Cummings Seeks “Engagement Letters” Due Today Between Mortgage Banks and Private Consultants


May 31, 2011


Mr. John Walsh
Acting Comptroller of the Currency
Comptroller of the Currency
Administrator of National Banks
Washington, D.C. 20219

The Honorable Ben S. Bernanke
Chairman
Board of Governors of the Federal Reserve System
Washington, D.C. 20551

Mr. John E. Bowman
Office of Thrift Supervision
Department of Treasury
Washington, D.C.  20552

The Honorable Sheila Bair Acting Director
Chairman
Federal Deposit Insurance Corporation
Washington, D.C. 20429

Dear Acting Comptroller Walsh, Chairman Bernanke, Acting Director Bowman, and Chairman Bair:

I am writing to request copies of “engagement letters” concluded between 14 mortgage servicing companies and the private consultants you directed them to hire to conduct reviews of their widespread foreclosure abuses.  Pursuant to consent orders issued by your offices on April 13, 2011, today is the date by which your offices were supposed to have approved these engagement letters.

Findings of “Critical Weaknesses” and “Widespread Risk”

On April 13, 2011, your agencies announced that you had completed an “Interagency Review” of widespread foreclosure abuses by 14 mortgage servicing companies.  You issued a public summary of your review with the following conclusions:

The reviews found critical weaknesses in servicers’ foreclosure governance processes, foreclosure document preparation processes, and oversight and monitoring of third-party vendors, including foreclosure attorneys.

Your public summary also found:

[T]he weaknesses at each servicer, individually or collectively, resulted in unsafe and unsound practices and violations of applicable federal and state law and requirements.  The results elevated the agencies’ concern that widespread risks may be presented—to consumers, communities, various market participants, and the overall mortgage market. The servicers included in this review represent more than two-thirds of the servicing market.  Thus, the agencies consider problems cited within this report to have widespread consequences for the national housing market and borrowers.

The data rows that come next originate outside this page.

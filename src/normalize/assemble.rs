//! Canonical variant string assembly.

use super::group::{collapse, group_by_codon, render_events};
use crate::error::MaveError;
use crate::event::{CoordinatePrefix, EventClass, NucleotideEvent, ProteinEvent, SpecialVariant};
use crate::mave::{Arity, MaveHgvsGrammar, VariantGrammar};

/// Renders events as MAVE-HGVS strings and checks every result against a
/// grammar before returning it.
#[derive(Debug, Clone, Default)]
pub struct VariantAssembler<G: VariantGrammar = MaveHgvsGrammar> {
    grammar: G,
}

impl VariantAssembler<MaveHgvsGrammar> {
    pub fn new() -> Self {
        Self {
            grammar: MaveHgvsGrammar,
        }
    }
}

impl<G: VariantGrammar> VariantAssembler<G> {
    pub fn with_grammar(grammar: G) -> Self {
        Self { grammar }
    }

    pub fn grammar(&self) -> &G {
        &self.grammar
    }

    /// Assemble nucleotide events into one variant string.
    ///
    /// Coding events are grouped by codon: silent entries are dropped from
    /// codons that also hold changes, and adjacent changes in one codon
    /// become a delins. Groups keep the order in which they first appear.
    pub fn assemble_nucleotide(&self, events: &[NucleotideEvent]) -> Result<String, MaveError> {
        let events = dedup(events);
        let prefix = match events.first() {
            Some(first) => first.prefix(),
            None => return Err(self.invariant("", &events)),
        };
        if events.iter().any(|e| e.prefix() != prefix) {
            return Err(MaveError::MixedPrefix {
                events: render_events(&events),
            });
        }

        let codon_local = prefix == CoordinatePrefix::Coding && events.iter().all(|e| e.position() >= 1);
        let edits: Vec<String> = if codon_local {
            group_by_codon(&events)?
                .into_iter()
                .map(|g| g.without_mixed_silence())
                .flat_map(|g| collapse(&g))
                .map(|s| s.edit())
                .collect()
        } else {
            events.iter().map(|e| e.edit()).collect()
        };

        let variant = join(&prefix.to_string(), edits);
        self.check(variant, EventClass::Nucleotide, || render_events(&events))
    }

    /// Assemble protein events in the order given.
    pub fn assemble_protein(&self, events: &[ProteinEvent]) -> Result<String, MaveError> {
        let events = dedup(events);
        if events.is_empty() {
            return Err(MaveError::AssemblyInvariant {
                variant: String::new(),
                events: "[]".to_string(),
            });
        }
        let edits = events.iter().map(|e| e.edit()).collect();
        let variant = join("p.", edits);
        self.check(variant, EventClass::Protein, || {
            let parts: Vec<String> = events.iter().map(|e| e.to_string()).collect();
            format!("[{}]", parts.join(", "))
        })
    }

    /// A special marker is its own canonical form.
    pub fn assemble_special(&self, special: SpecialVariant, class: EventClass) -> Result<String, MaveError> {
        self.check(special.as_str().to_string(), class, || special.to_string())
    }

    fn check(
        &self,
        variant: String,
        class: EventClass,
        events: impl FnOnce() -> String,
    ) -> Result<String, MaveError> {
        let arity = if variant.contains('[') {
            Arity::Multi
        } else {
            Arity::Single
        };
        if self.grammar.matches(&variant, class, arity) {
            Ok(variant)
        } else {
            Err(MaveError::AssemblyInvariant {
                variant,
                events: events(),
            })
        }
    }

    fn invariant(&self, variant: &str, events: &[NucleotideEvent]) -> MaveError {
        MaveError::AssemblyInvariant {
            variant: variant.to_string(),
            events: render_events(events),
        }
    }
}

/// Drop repeated events, keeping the first occurrence.
fn dedup<T: PartialEq + Copy>(events: &[T]) -> Vec<T> {
    let mut out: Vec<T> = Vec::with_capacity(events.len());
    for event in events {
        if !out.contains(event) {
            out.push(*event);
        }
    }
    out
}

/// Join edits under one prefix, bracketing when more than one remains.
fn join(prefix: &str, edits: Vec<String>) -> String {
    let mut unique: Vec<String> = Vec::with_capacity(edits.len());
    for edit in edits {
        if !unique.contains(&edit) {
            unique.push(edit);
        }
    }
    match unique.as_slice() {
        [single] => format!("{}{}", prefix, single),
        _ => format!("{}[{}]", prefix, unique.join(";")),
    }
}

#[cfg(test)]
mod tests {
    use super::*;
    use crate::event::{parse_nucleotide_token, parse_protein_token, NucleotideToken, ProteinToken};
    use crate::sequence::AminoAcid;

    fn nt(tokens: &[&str]) -> Vec<NucleotideEvent> {
        tokens
            .iter()
            .map(|t| match parse_nucleotide_token(t).unwrap() {
                NucleotideToken::Event(e) => e,
                other => panic!("unexpected {:?}", other),
            })
            .collect()
    }

    fn pro(tokens: &[&str]) -> Vec<ProteinEvent> {
        tokens
            .iter()
            .map(|t| match parse_protein_token(t).unwrap() {
                ProteinToken::Event(e) => e,
                other => panic!("unexpected {:?}", other),
            })
            .collect()
    }

    fn assemble(tokens: &[&str]) -> Result<String, MaveError> {
        VariantAssembler::new().assemble_nucleotide(&nt(tokens))
    }

    #[test]
    fn test_single_event() {
        assert_eq!(assemble(&["c.4T>G"]).unwrap(), "c.4T>G");
        assert_eq!(assemble(&["c.4="]).unwrap(), "c.4=");
    }

    #[test]
    fn test_adjacent_same_codon_is_delins() {
        assert_eq!(assemble(&["c.4T>G", "c.5T>G"]).unwrap(), "c.4_5delinsGG");
    }

    #[test]
    fn test_gap_is_multi() {
        assert_eq!(assemble(&["c.7G>A", "c.9T>A"]).unwrap(), "c.[7G>A;9T>A]");
    }

    #[test]
    fn test_order_of_groups_preserved() {
        assert_eq!(
            assemble(&["c.10T>G", "c.1C>A"]).unwrap(),
            "c.[10T>G;1C>A]"
        );
    }

    #[test]
    fn test_dedup() {
        assert_eq!(
            assemble(&["c.4T>G", "c.4T>G"]).unwrap(),
            assemble(&["c.4T>G"]).unwrap()
        );
        assert_eq!(
            assemble(&["c.4T>G", "c.5T>G", "c.4T>G"]).unwrap(),
            "c.4_5delinsGG"
        );
    }

    #[test]
    fn test_mixed_silence_drops_silent() {
        assert_eq!(assemble(&["c.7=", "c.8G>A", "c.9T>A"]).unwrap(), "c.8_9delinsAA");
    }

    #[test]
    fn test_non_coding_is_not_grouped() {
        assert_eq!(
            assemble(&["n.4T>G", "n.5T>G"]).unwrap(),
            "n.[4T>G;5T>G]"
        );
    }

    #[test]
    fn test_upstream_positions_not_grouped() {
        assert_eq!(
            assemble(&["c.-455T>A", "c.1A>G"]).unwrap(),
            "c.[-455T>A;1A>G]"
        );
    }

    #[test]
    fn test_mixed_prefix_rejected() {
        assert!(matches!(
            assemble(&["c.1A>G", "n.2A>G"]),
            Err(MaveError::MixedPrefix { .. })
        ));
    }

    #[test]
    fn test_zero_position_fails_grammar() {
        assert!(matches!(
            assemble(&["g.0A>G"]),
            Err(MaveError::AssemblyInvariant { .. })
        ));
    }

    #[test]
    fn test_empty_rejected() {
        assert!(VariantAssembler::new().assemble_nucleotide(&[]).is_err());
        assert!(VariantAssembler::new().assemble_protein(&[]).is_err());
    }

    #[test]
    fn test_protein_single_and_multi() {
        let assembler = VariantAssembler::new();
        assert_eq!(
            assembler.assemble_protein(&pro(&["p.L2G"])).unwrap(),
            "p.Leu2Gly"
        );
        assert_eq!(
            assembler
                .assemble_protein(&pro(&["p.Leu2Gly", "p.Trp7Ter", "p.Leu2Gly"]))
                .unwrap(),
            "p.[Leu2Gly;Trp7Ter]"
        );
    }

    #[test]
    fn test_protein_silent() {
        let event = ProteinEvent::synonymous(1, AminoAcid::Met).unwrap();
        assert_eq!(
            VariantAssembler::new().assemble_protein(&[event]).unwrap(),
            "p.Met1="
        );
    }

    #[test]
    fn test_special() {
        let assembler = VariantAssembler::new();
        assert_eq!(
            assembler
                .assemble_special(SpecialVariant::WildType, EventClass::Nucleotide)
                .unwrap(),
            "_wt"
        );
    }

    struct RejectAll;

    impl VariantGrammar for RejectAll {
        fn matches(&self, _: &str, _: EventClass, _: Arity) -> bool {
            false
        }
    }

    #[test]
    fn test_grammar_failure_surfaces_events() {
        let assembler = VariantAssembler::with_grammar(RejectAll);
        let err = assembler.assemble_nucleotide(&nt(&["c.4T>G"])).unwrap_err();
        match err {
            MaveError::AssemblyInvariant { variant, events } => {
                assert_eq!(variant, "c.4T>G");
                assert_eq!(events, "[c.4T>G]");
            }
            other => panic!("unexpected {:?}", other),
        }
    }
}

Finally, your public summary stated:

[E]xaminers did note cases in which foreclosures should not have proceeded due to an intervening event or condition, such as the borrower (a) was covered by the Servicemembers Civil Relief Act, (b) filed for bankruptcy shortly before the foreclosure action, or (c) qualified for or was paying in accordance with a trial modification.

Order to Hire Private Consultants to Conduct Further Review

To address these major systemic deficiencies, your agencies issued “consent orders” that required these 14 mortgage servicing companies to hire private consultants to conduct a more thorough review of the files of affected homeowners.  Rather than conducting these reviews yourselves, you directed each mortgage servicing company to “retain an independent firm to conduct a review of residential foreclosure actions that were pending at any time from January 1, 2009, through December 31, 2010.”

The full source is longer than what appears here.